There are few desserts more quietly luxurious than a well-made matcha bingsu: a snowy hill of milk ice collapsing under your spoon, releasing the cool, grassy aroma of stone-ground green tea. This grown-up cousin of the classic Korean shaved ice trades childhood sweetness for the sophisticated, almost savory bitterness of premium matcha — a flavor that Korean café culture has fallen hard for. Understanding the dish is the difference between a sad green slush and a balanced, jewel-toned bowl worth photographing.
Table of Contents
- What Is Matcha Bingsu?
- The Hero Ingredient: Premium Matcha
- Building the Bowl: Red Beans, Milk Ice, and Toppings
- Techniques and Common Mistakes
- Frequently Asked Questions
Recipe Quick View
| Prep | Freeze | Total | Servings | Difficulty | Cuisine |
|---|---|---|---|---|---|
| 20 min | 12 hr+ (overnight) | ~12 hr 20 min | 2 | Moderate | Korean |
Values are estimated from standard café-style versions; please confirm against your own recipe card. The 20-minute active time excludes the overnight freezing the milk-ice base requires.
Why This Recipe Works
A rich matcha bingsu succeeds on two non-negotiable choices. First, the base is milk ice, not water ice — frozen sweetened milk shaves into soft, cloud-like flakes that melt almost instantly and carry flavor far better than crunchy water ice. Second, matcha is layered twice: whisked into the milk before freezing for an even, mellow base, and dusted fresh on top for an aromatic, slightly bitter finish that high heat or long storage would otherwise dull.

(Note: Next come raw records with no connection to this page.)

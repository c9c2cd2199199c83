use std::path::PathBuf;

use serde::{Deserialize, Serialize};

/// Why the writer stopped draining the stream.
#[derive(Debug, Clone, Copy, PartialEq, Eq, Serialize, Deserialize)]
#[serde(rename_all = "snake_case")]
pub enum StopReason {
    /// The controller cleared the recording flag.
    Requested,
    /// The input stream was closed or died underneath the writer.
    StreamEnded,
    /// A destination write failed; no retry is attempted.
    WriteFailed,
}

/// Summary the writer reports once the destination file is flushed and closed.
#[derive(Debug, Clone, PartialEq, Serialize, Deserialize)]
pub struct RecordingResult {
    pub session_id: String,
    pub file_path: PathBuf,
    pub bytes_written: u64,
    /// Audio length derived from `bytes_written` and the capture format.
    pub duration_secs: f64,
    /// SHA-256 hex digest of the bytes on disk. `None` when the recording
    /// ended on a write failure.
    pub checksum: Option<String>,
    /// RFC 3339 timestamp of the session start.
    pub started_at: String,
    pub stop_reason: StopReason,
}
use std::sync::Arc;
use std::time::Duration;

use crate::models::config::CaptureConfiguration;
use crate::models::error::CaptureError;
use crate::models::format::AudioFormat;
use crate::traits::audio_stream::AudioInputStream;

/// Default minimum read size: 40ms of audio.
pub const DEFAULT_MIN_BUFFER: Duration = Duration::from_millis(40);

/// Interface for platform-specific playback capture backends.
///
/// Implemented by:
/// - `WasapiLoopbackProvider` (Windows)
pub trait CaptureProvider: Send + Sync {
    /// Whether this capture backend is usable on the current device.
    fn is_available(&self) -> bool;

    /// Minimum viable read size in bytes for `format`.
    ///
    /// Authoritative: every sample buffer of a session is sized from it.
    fn min_buffer_size(&self, format: &AudioFormat) -> Result<usize, CaptureError> {
        let bytes = format.bytes_for(DEFAULT_MIN_BUFFER);
        if bytes == 0 {
            return Err(CaptureError::ConfigurationFailed(format!(
                "no viable buffer size for {:?}",
                format
            )));
        }
        Ok(bytes)
    }

    /// Open and start an input stream for `config`.
    ///
    /// Consumes the configuration; a revoked authorization or a device
    /// failure is reported as `OpenFailed`.
    fn open(
        &self,
        config: CaptureConfiguration,
        buffer_size: usize,
    ) -> Result<Arc<dyn AudioInputStream>, CaptureError>;

    /// Human readable backend name for logs.
    fn name(&self) -> &str;
}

The red beans and rice cake aren’t garnish — they supply the sweet, starchy counterweight that keeps matcha’s bitterness from dominating. Get the milk ice and the matcha quality right, and the rest is assembly.
What Is Matcha Bingsu?
Bingsu (빙수) — literally “ice water” — is Korea’s beloved warm-weather dessert, and its history stretches back to the Joseon Dynasty, when shaved ice was a rare luxury. The modern milk-based version melts more slowly and tastes creamier than the icy shaved desserts found elsewhere, which is exactly why Koreans pile it high with toppings. Matcha bingsu sits at the refined end of this family, alongside premium fruit versions like the famous hotel mango bingsu that can cost over 100,000 won a bowl.
Matcha bingsu is a traditional-meets-modern Korean dessert in which whisked green tea powder flavors a milk-ice base that is then dusted with more matcha for depth. Culturally, it fills the same cooling, shareable role as an American root-beer float or an Italian granita — but with a tea-ceremony lineage. Bingsu is meant to be shared family-style, several spoons digging into one bowl, so dig deep to get ice, beans, and rice cake in every bite.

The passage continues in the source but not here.